STUDY MATERIAL |

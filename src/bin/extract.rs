//! CLI binary: run the extraction pipeline once and print both results.
//!
//! A thin shim over the library crate that maps CLI flags to
//! `ExtractConfig` and prints the JSON plus the decoded typed instance.

use anyhow::{Context, Result};
use clap::Parser;
use proto_extract::{extract, ExtractConfig};
use std::io;
use std::path::PathBuf;
use tracing_subscriber::EnvFilter;

/// Extract structured protobuf data from an image, PDF, or URL.
#[derive(Parser, Debug)]
#[command(
    name = "extract",
    version,
    about = "Extract structured protobuf data from documents using vision LLMs",
    long_about = "Renders a document's pages as images, sends them with a schema-derived \
prompt to a vision LLM (OpenAI or Anthropic), and parses the JSON reply into the \
referenced protobuf message type.",
    arg_required_else_help = true
)]
struct Cli {
    /// Path to the document (image or PDF), or a URL to download from.
    #[arg(long)]
    file_path: String,

    /// Schema reference: "path/to/schema.proto:TypeName".
    #[arg(long)]
    proto_schema: String,

    /// Model provider to use for extraction.
    #[arg(long, value_enum, default_value = "openai")]
    model: ModelArg,

    /// Root of the pre-compiled descriptor tree.
    #[arg(long, env = "EXTRACT_GEN_ROOT", default_value = "gen")]
    gen_root: PathBuf,

    /// Root under which schema source paths are interpreted.
    #[arg(long, env = "EXTRACT_SCHEMA_ROOT", default_value = ".")]
    schema_root: PathBuf,

    /// HTTP download timeout in seconds for URL inputs.
    #[arg(long, env = "EXTRACT_DOWNLOAD_TIMEOUT", default_value_t = 120)]
    download_timeout: u64,

    /// Enable DEBUG-level tracing logs.
    #[arg(short, long, env = "EXTRACT_VERBOSE")]
    verbose: bool,
}

#[derive(clap::ValueEnum, Clone, Copy, Debug)]
enum ModelArg {
    Openai,
    Anthropic,
}

impl ModelArg {
    fn as_str(self) -> &'static str {
        match self {
            ModelArg::Openai => "openai",
            ModelArg::Anthropic => "anthropic",
        }
    }
}

#[tokio::main]
async fn main() -> Result<()> {
    let cli = Cli::parse();

    let filter = if cli.verbose { "debug" } else { "info" };
    tracing_subscriber::fmt()
        .with_env_filter(
            EnvFilter::try_from_default_env().unwrap_or_else(|_| EnvFilter::new(filter)),
        )
        .with_writer(io::stderr)
        .init();

    let config = ExtractConfig::builder()
        .gen_root(cli.gen_root.clone())
        .schema_root(cli.schema_root.clone())
        .download_timeout_secs(cli.download_timeout)
        .build()
        .context("Invalid configuration")?;

    let output = extract(
        &cli.file_path,
        &cli.proto_schema,
        cli.model.as_str(),
        &config,
    )
    .await
    .context("Extraction failed")?;

    println!("Extracted JSON:");
    println!("{}", output.json);
    println!("Proto instance ({}):", output.resolved.full_name());
    println!("{:#?}", output.message);

    Ok(())
}
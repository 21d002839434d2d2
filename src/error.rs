//! Error types for the proto-extract library.
//!
//! Every pipeline failure is fatal to its request and propagates to the
//! transport boundary as an [`ExtractError`]; there is no internal retry or
//! recovery anywhere in the pipeline. The one deliberate exception is the
//! model provider: the adapter in [`crate::pipeline::provider`] swallows
//! provider failures into an absent result, and the call site turns that
//! absence into [`ExtractError::ProviderFailed`]. A provider outage is an
//! external-dependency problem; a provider reply that is not valid JSON is a
//! contract violation and keeps its own variant ([`ExtractError::Parse`]).

use std::path::PathBuf;
use thiserror::Error;

/// All fatal errors returned by the extraction pipeline.
#[derive(Debug, Error)]
pub enum ExtractError {
    // ── Input errors ──────────────────────────────────────────────────────
    /// Schema reference string is not of the form `path:TypeName`.
    #[error("Invalid schema reference '{reference}': expected 'path/to/schema.proto:TypeName'")]
    InvalidReference { reference: String },

    /// A local file could not be read.
    #[error("Failed to read '{path}': {source}")]
    Io {
        path: PathBuf,
        #[source]
        source: std::io::Error,
    },

    /// A remote document could not be fetched.
    #[error("Failed to fetch '{url}': {reason}")]
    Fetch { url: String, reason: String },

    /// The input PDF could not be opened or rasterised.
    #[error("Failed to decode '{path}': {detail}")]
    Decode { path: PathBuf, detail: String },

    // ── Schema errors ─────────────────────────────────────────────────────
    /// The compiled descriptor set or the named type within it is missing.
    #[error("Failed to resolve schema type: {detail}")]
    Resolution { detail: String },

    // ── Model-output errors ───────────────────────────────────────────────
    /// The named provider is not one of the supported variants.
    #[error("Unknown model provider '{name}': expected 'openai' or 'anthropic'")]
    UnknownProvider { name: String },

    /// The provider call produced no result (auth, rate limit, network…).
    /// Details were already logged by the adapter.
    #[error("Model provider '{provider}' returned no result")]
    ProviderFailed { provider: String },

    /// The model's reply is not valid JSON even after fence stripping.
    #[error("Model output is not valid JSON: {detail}")]
    Parse { detail: String },

    /// The JSON parsed but cannot populate the target message type.
    #[error("JSON does not match message type '{type_name}': {detail}")]
    Coercion { type_name: String, detail: String },

    // ── Config errors ─────────────────────────────────────────────────────
    /// Builder validation failed.
    #[error("Invalid configuration: {0}")]
    InvalidConfig(String),

    // ── Catch-all ─────────────────────────────────────────────────────────
    /// Unexpected internal error.
    #[error("Internal error: {0}")]
    Internal(String),
}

WHAT THE EXERCISE ASKS | Give back every line of the material, exactly as written.

EXERCISE ANSWER |
filename src/bin/extract.rs
//! CLI binary: run the extraction pipeline once and print both results.
//!
//! A thin shim over the library crate that maps CLI flags to
//! `ExtractConfig` and prints the JSON plus the decoded typed instance.

use anyhow::{Context, Result};
use clap::Parser;
use proto_extract::{extract, ExtractConfig};
use std::io;
use std::path::PathBuf;
use tracing_subscriber::EnvFilter;

/// Extract structured protobuf data from an image, PDF, or URL.
#[derive(Parser, Debug)]
#[command(
    name = "extract",
    version,
    about = "Extract structured protobuf data from documents using vision LLMs",
    long_about = "Renders a document's pages as images, sends them with a schema-derived \
prompt to a vision LLM (OpenAI or Anthropic), and parses the JSON reply into the \
referenced protobuf message type.",
    arg_required_else_help = true
)]
struct Cli {
    /// Path to the document (image or PDF), or a URL to download from.
    #[arg(long)]
    file_path: String,

    /// Schema reference: "path/to/schema.proto:TypeName".
    #[arg(long)]
    proto_schema: String,

    /// Model provider to use for extraction.
    #[arg(long, value_enum, default_value = "openai")]
    model: ModelArg,

    /// Root of the pre-compiled descriptor tree.
    #[arg(long, env = "EXTRACT_GEN_ROOT", default_value = "gen")]
    gen_root: PathBuf,

    /// Root under which schema source paths are interpreted.
    #[arg(long, env = "EXTRACT_SCHEMA_ROOT", default_value = ".")]
    schema_root: PathBuf,

    /// HTTP download timeout in seconds for URL inputs.
    #[arg(long, env = "EXTRACT_DOWNLOAD_TIMEOUT", default_value_t = 120)]
    download_timeout: u64,

    /// Enable DEBUG-level tracing logs.
    #[arg(short, long, env = "EXTRACT_VERBOSE")]
    verbose: bool,
}

#[derive(clap::ValueEnum, Clone, Copy, Debug)]
enum ModelArg {
    Openai,
    Anthropic,
}

impl ModelArg {
    fn as_str(self) -> &'static str {
        match self {
            ModelArg::Openai => "openai",
            ModelArg::Anthropic => "anthropic",
        }
    }
}

#[tokio::main]
async fn main() -> Result<()> {
    let cli = Cli::parse();

    let filter = if cli.verbose { "debug" } else { "info" };
    tracing_subscriber::fmt()
        .with_env_filter(
            EnvFilter::try_from_default_env().unwrap_or_else(|_| EnvFilter::new(filter)),
        )
        .with_writer(io::stderr)
        .init();

    let config = ExtractConfig::builder()
        .gen_root(cli.gen_root.clone())
        .schema_root(cli.schema_root.clone())
        .download_timeout_secs(cli.download_timeout)
        .build()
        .context("Invalid configuration")?;

    let output = extract(
        &cli.file_path,
        &cli.proto_schema,
        cli.model.as_str(),
        &config,
    )
    .await
    .context("Extraction failed")?;

    println!("Extracted JSON:");
    println!("{}", output.json);
    println!("Proto instance ({}):", output.resolved.full_name());
    println!("{:#?}", output.message);

    Ok(())
}
repository 21d002839434d2d2
filename src/error.rs
//! Error types for the proto-extract library.
//!
//! Every pipeline failure is fatal to its request and propagates to the
//! transport boundary as an [`ExtractError`]; there is no internal retry or
//! recovery anywhere in the pipeline. The one deliberate exception is the
//! model provider: the adapter in [`crate::pipeline::provider`] swallows
//! provider failures into an absent result, and the call site turns that
//! absence into [`ExtractError::ProviderFailed`]. A provider outage is an
//! external-dependency problem; a provider reply that is not valid JSON is a
//! contract violation and keeps its own variant ([`ExtractError::Parse`]).

use std::path::PathBuf;
use thiserror::Error;

/// All fatal errors returned by the extraction pipeline.
#[derive(Debug, Error)]
pub enum ExtractError {
    // ── Input errors ──────────────────────────────────────────────────────
    /// Schema reference string is not of the form `path:TypeName`.
    #[error("Invalid schema reference '{reference}': expected 'path/to/schema.proto:TypeName'")]
    InvalidReference { reference: String },

    /// A local file could not be read.
    #[error("Failed to read '{path}': {source}")]
    Io {
        path: PathBuf,
        #[source]
        source: std::io::Error,
    },

    /// A remote document could not be fetched.
    #[error("Failed to fetch '{url}': {reason}")]
    Fetch { url: String, reason: String },

    /// The input PDF could not be opened or rasterised.
    #[error("Failed to decode '{path}': {detail}")]
    Decode { path: PathBuf, detail: String },

    // ── Schema errors ─────────────────────────────────────────────────────
    /// The compiled descriptor set or the named type within it is missing.
    #[error("Failed to resolve schema type: {detail}")]
    Resolution { detail: String },

    // ── Model-output errors ───────────────────────────────────────────────
    /// The named provider is not one of the supported variants.
    #[error("Unknown model provider '{name}': expected 'openai' or 'anthropic'")]
    UnknownProvider { name: String },

    /// The provider call produced no result (auth, rate limit, network…).
    /// Details were already logged by the adapter.
    #[error("Model provider '{provider}' returned no result")]
    ProviderFailed { provider: String },

    /// The model's reply is not valid JSON even after fence stripping.
    #[error("Model output is not valid JSON: {detail}")]
    Parse { detail: String },

    /// The JSON parsed but cannot populate the target message type.
    #[error("JSON does not match message type '{type_name}': {detail}")]
    Coercion { type_name: String, detail: String },

    // ── Config errors ─────────────────────────────────────────────────────
    /// Builder validation failed.
    #[error("Invalid configuration: {0}")]
    InvalidConfig(String),

    // ── Catch-all ─────────────────────────────────────────────────────────
    /// Unexpected internal error.
    #[error("Internal error: {0}")]
    Internal(String),
}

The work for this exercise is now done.